> [Action item]: Using the data beneath, show every line that includes the word "RwLockWriteGuard".

> [Records for the task]:

use std::sync::Arc;
use std::time::Duration;

use envscope::cache::{ManualClock, TimedCache};
use envscope::detector::{CachedDetector, DetectorOptions};
use envscope::detectors::{
    CiDetector, CiInfo, CiProvider, ContainerInfo, ContainerType, EnvironmentMode,
    DEFAULT_MODE_VARIABLE,
};
use envscope::environment::Environment;
use envscope::probe::stub::{self, MapEnv, RootedFs, StubHost};
use envscope::probe::Probes;
use tempfile::TempDir;

fn environment(probes: Probes) -> Environment {
    Environment::with_probes(
        probes,
        Arc::new(TimedCache::new()),
        DetectorOptions::default(),
        DEFAULT_MODE_VARIABLE,
    )
}

#[test]
fn dockerenv_only_is_docker_container() {
    let tmp = TempDir::new().unwrap();
    RootedFs::new(tmp.path()).write("/.dockerenv", "").unwrap();

    let info = environment(stub::isolated(tmp.path())).snapshot();

    assert_eq!(
        info.container,
        ContainerInfo {
            is_container: true,
            is_docker: true,
            is_wsl: false,
            is_kubernetes: false,
            container_type: Some(ContainerType::Docker),
            wsl_version: None,
            wsl_distro: None,
        }
    );
}

#[test]
fn docker_inside_wsl_reports_docker() {
    let tmp = TempDir::new().unwrap();
    let fs = RootedFs::new(tmp.path());
    fs.write("/proc/self/cgroup", "0::/docker/4f1c2a").unwrap();
    fs.write("/proc/version", "Linux version 4.4.0-19041-Microsoft").unwrap();

    let info = environment(stub::isolated(tmp.path())).snapshot();

    assert!(info.container.is_docker);
    assert!(info.container.is_wsl);
    assert_eq!(info.container.container_type, Some(ContainerType::Docker));
    assert_eq!(info.container.wsl_version, Some(1));
}

#[test]
fn clean_linux_host() {
    let tmp = TempDir::new().unwrap();
    let env = environment(stub::isolated(tmp.path()));
    let info = env.snapshot();

    assert_eq!(info.mode.mode, EnvironmentMode::Development);
    assert!(!info.ci.is_ci);
    assert!(!info.cloud.is_cloud);
    assert_eq!(env.summary(), "linux");
}

#[test]
fn github_pull_request() {
    let tmp = TempDir::new().unwrap();
    let probes = stub::isolated(tmp.path()).with_env(
        MapEnv::new()
            .with("GITHUB_ACTIONS", "true")
            .with("GITHUB_EVENT_NAME", "pull_request"),
    );

    let info = environment(probes).snapshot();

    assert_eq!(
        info.ci,
        CiInfo {
            is_ci: true,
            name: Some("GitHub Actions".to_string()),
            provider: Some(CiProvider::GithubActions),
            is_pr: Some(true),
        }
    );
}

#[test]
fn kubernetes_service_account_detected() {
    let tmp = TempDir::new().unwrap();
    let fs = RootedFs::new(tmp.path());
    fs.write("/var/run/secrets/kubernetes.io/serviceaccount/token", "eyJ")
        .unwrap();
    let probes = stub::isolated(tmp.path())
        .with_host(StubHost::linux().with_hostname("api-7d9f8b6c5-x2x4z"));

    let env = environment(probes);

    assert!(env.is_kubernetes());
    assert_eq!(env.summary(), "linux+kubernetes");
}

#[test]
fn cached_result_expires_after_ttl() {
    let tmp = TempDir::new().unwrap();
    let clock = Arc::new(ManualClock::new());
    let cache = Arc::new(TimedCache::with_clock(clock.clone()));
    let options = DetectorOptions::default().with_ttl(Duration::from_millis(100));

    let quiet = CachedDetector::new(
        CiDetector::new(stub::isolated(tmp.path())),
        Arc::clone(&cache),
        options,
    );
    assert!(!quiet.detect_sync().is_ci);

    // Same cache, different environment: the stale value is served until expiry
    let in_ci = CachedDetector::new(
        CiDetector::new(stub::isolated(tmp.path()).with_env(MapEnv::new().with("CI", "true"))),
        Arc::clone(&cache),
        options,
    );
    assert!(!in_ci.detect_sync().is_ci);

    clock.advance(Duration::from_millis(101));
    assert!(in_ci.detect_sync().is_ci);
}

#[test]
fn reset_forces_recompute() {
    let tmp = TempDir::new().unwrap();
    let cache = Arc::new(TimedCache::new());
    let quiet = CachedDetector::new(
        CiDetector::new(stub::isolated(tmp.path())),
        Arc::clone(&cache),
        DetectorOptions::default(),
    );
    let in_ci = CachedDetector::new(
        CiDetector::new(stub::isolated(tmp.path()).with_env(MapEnv::new().with("CI", "1"))),
        Arc::clone(&cache),
        DetectorOptions::default(),
    );

    assert!(!quiet.detect_sync().is_ci);
    assert!(!in_ci.detect_sync().is_ci);

    in_ci.reset();
    assert!(in_ci.detect_sync().is_ci);
}

#[test]
fn cache_option_off_skips_writes() {
    let tmp = TempDir::new().unwrap();
    let cache = Arc::new(TimedCache::new());
    let options = DetectorOptions::default().with_cache(false);

    let quiet = CachedDetector::new(
        CiDetector::new(stub::isolated(tmp.path())),
        Arc::clone(&cache),
        options,
    );
    quiet.detect_sync();

    assert!(cache.is_empty());
}

#[tokio::test]
async fn async_and_sync_snapshots_agree() {
    let tmp = TempDir::new().unwrap();
    let fs = RootedFs::new(tmp.path());
    fs.write("/proc/1/cgroup", "12:pids:/kubepods/containerd/abc").unwrap();
    let probes = stub::isolated(tmp.path()).with_env(
        MapEnv::new()
            .with("TRAVIS", "true")
            .with("TRAVIS_PULL_REQUEST", "false")
            .with("VERCEL", "1")
            .with("APP_ENV", "test"),
    );

    let sync = environment(probes.clone()).snapshot();
    let deferred = environment(probes).snapshot_async().await;

    assert_eq!(sync, deferred);
    assert_eq!(sync.mode.mode, EnvironmentMode::Test);
}

#[tokio::test]
async fn asynchronous_option_defers_detection() {
    let tmp = TempDir::new().unwrap();
    let detector = CachedDetector::new(
        CiDetector::new(stub::isolated(tmp.path())),
        Arc::new(TimedCache::new()),
        DetectorOptions::default().with_asynchronous(true),
    );

    let detection = detector.detect();
    assert!(detection.is_deferred());
    assert!(!detection.await.is_ci);
}

#[test]
fn snapshot_json_omits_unset_fields() {
    let tmp = TempDir::new().unwrap();
    let info = environment(stub::isolated(tmp.path())).snapshot();
    let json = serde_json::to_value(&info).unwrap();

    assert_eq!(json["ci"], serde_json::json!({ "is_ci": false }));
    assert!(json["cloud"].get("provider").is_none());
    assert!(json["container"].get("container_type").is_none());
    assert_eq!(json["os"]["os_type"], "linux");
}
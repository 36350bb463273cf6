//! Privilege detector.
//!
//! Root is read from the process uid. Administrator rights are probed with a
//! platform-specific ladder of checks; the first positive one wins.

use std::path::Path;

use serde::{Deserialize, Serialize};

use crate::detector::Detector;
use crate::detectors::os::OsType;
use crate::probe::Probes;

const ADMIN_GROUPS: &[&str] = &["admin", "sudo", "wheel", "root"];
const ADMINISTRATORS_SID: &str = "s-1-5-32-544";
const PROTECTED_CONFIG_DIR: &str = r"C:\Windows\System32\config";

#[derive(Debug, Clone, PartialEq, Eq, Serialize, Deserialize)]
pub struct PrivilegeInfo {
    pub is_elevated: bool,
    pub is_root: bool,
    pub is_admin: bool,
    #[serde(skip_serializing_if = "Option::is_none")]
    pub uid: Option<u32>,
    #[serde(skip_serializing_if = "Option::is_none")]
    pub gid: Option<u32>,
    #[serde(skip_serializing_if = "Option::is_none")]
    pub username: Option<String>,
}

pub struct PrivilegeDetector {
    probes: Probes,
}

impl PrivilegeDetector {
    pub fn new(probes: Probes) -> Self {
        Self { probes }
    }

    fn windows_admin(&self) -> bool {
        let commands = &self.probes.commands;

        if commands.run("net", &["session"]).is_some() {
            tracing::debug!("net session succeeded");
            return true;
        }

        if let Some(groups) = commands.run("whoami", &["/groups"]) {
            let groups = groups.to_lowercase();
            if groups.contains(ADMINISTRATORS_SID) || groups.contains("administrators") {
                tracing::debug!("administrators group membership found");
                return true;
            }
        }

        self.probes.fs.can_list_dir(Path::new(PROTECTED_CONFIG_DIR))
    }

    fn unix_admin(&self, is_root: bool) -> bool {
        if is_root {
            return true;
        }

        match self.probes.commands.run("groups", &[]) {
            Some(groups) => {
                let groups = groups.to_lowercase();
                ADMIN_GROUPS.iter().any(|group| groups.contains(group))
            }
            None => {
                tracing::debug!("groups unavailable, trying passwordless sudo");
                self.probes.commands.run("sudo", &["-n", "true"]).is_some()
            }
        }
    }
}

impl Detector for PrivilegeDetector {
    type Output = PrivilegeInfo;

    fn name(&self) -> &'static str {
        "privileges"
    }

    fn detect(&self) -> PrivilegeInfo {
        let host = &self.probes.host;
        let uid = host.uid();
        let is_root = uid == Some(0);

        let is_admin = match OsType::from_platform(&host.platform()) {
            OsType::Windows => self.windows_admin(),
            OsType::Macos | OsType::Linux => self.unix_admin(is_root),
            OsType::Unknown => false,
        };

        PrivilegeInfo {
            is_elevated: is_root || is_admin,
            is_root,
            is_admin,
            uid,
            gid: host.gid(),
            username: host.username(),
        }
    }
}
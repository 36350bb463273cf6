//! Named lookup table for dynamically registered detectors.

use std::collections::BTreeMap;
use std::sync::{Arc, RwLock, RwLockReadGuard, RwLockWriteGuard};

use crate::detector::DynamicDetector;

/// Registry of detectors keyed by name.
///
/// Registration goes through `&self`, so one registry can be shared between
/// a [`PluginHost`](crate::plugin::PluginHost) and its callers.
///
/// # Example
/// ```
/// use std::sync::Arc;
/// use std::time::Duration;
/// use envscope::cache::TimedCache;
/// use envscope::detector::{CachedDetector, DetectorOptions};
/// use envscope::detectors::OsDetector;
/// use envscope::probe::Probes;
/// use envscope::registry::DetectorRegistry;
///
/// let registry = DetectorRegistry::new();
/// let os = CachedDetector::new(
///     OsDetector::new(Probes::system(Duration::from_secs(5))),
///     Arc::new(TimedCache::new()),
///     DetectorOptions::default(),
/// );
/// registry.register(Arc::new(os));
/// assert_eq!(registry.names(), vec!["os".to_string()]);
/// ```
#[derive(Default)]
pub struct DetectorRegistry {
    detectors: RwLock<BTreeMap<String, Arc<dyn DynamicDetector>>>,
}

impl DetectorRegistry {
    pub fn new() -> Self {
        Self::default()
    }

    /// Add a detector, replacing any existing one with the same name.
    pub fn register(&self, detector: Arc<dyn DynamicDetector>) {
        let name = detector.name().to_string();
        let previous = self.write().insert(name.clone(), detector);
        if previous.is_some() {
            tracing::debug!(detector = %name, "replaced registered detector");
        }
    }

    /// Remove a detector by name. Returns whether it was registered.
    pub fn unregister(&self, name: &str) -> bool {
        self.write().remove(name).is_some()
    }

    pub fn get(&self, name: &str) -> Option<Arc<dyn DynamicDetector>> {
        self.read().get(name).cloned()
    }

    /// All registered detectors, ordered by name.
    pub fn all(&self) -> Vec<Arc<dyn DynamicDetector>> {
        self.read().values().cloned().collect()
    }

    pub fn names(&self) -> Vec<String> {
        self.read().keys().cloned().collect()
    }

    pub fn len(&self) -> usize {
        self.read().len()
    }

    pub fn is_empty(&self) -> bool {
        self.len() == 0
    }

    fn read(&self) -> RwLockReadGuard<'_, BTreeMap<String, Arc<dyn DynamicDetector>>> {
        self.detectors.read().unwrap_or_else(|e| e.into_inner())
    }

    fn write(&self) -> RwLockWriteGuard<'_, BTreeMap<String, Arc<dyn DynamicDetector>>> {
        self.detectors.write().unwrap_or_else(|e| e.into_inner())
    }
}

impl std::fmt::Debug for DetectorRegistry {
    fn fmt(&self, f: &mut std::fmt::Formatter<'_>) -> std::fmt::Result {
        f.debug_struct("DetectorRegistry")
            .field("names", &self.names())
            .finish()
    }
}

> [Your solution]:
use std::sync::{Arc, RwLock, RwLockReadGuard, RwLockWriteGuard};
    fn write(&self) -> RwLockWriteGuard<'_, BTreeMap<String, Arc<dyn DynamicDetector>>> {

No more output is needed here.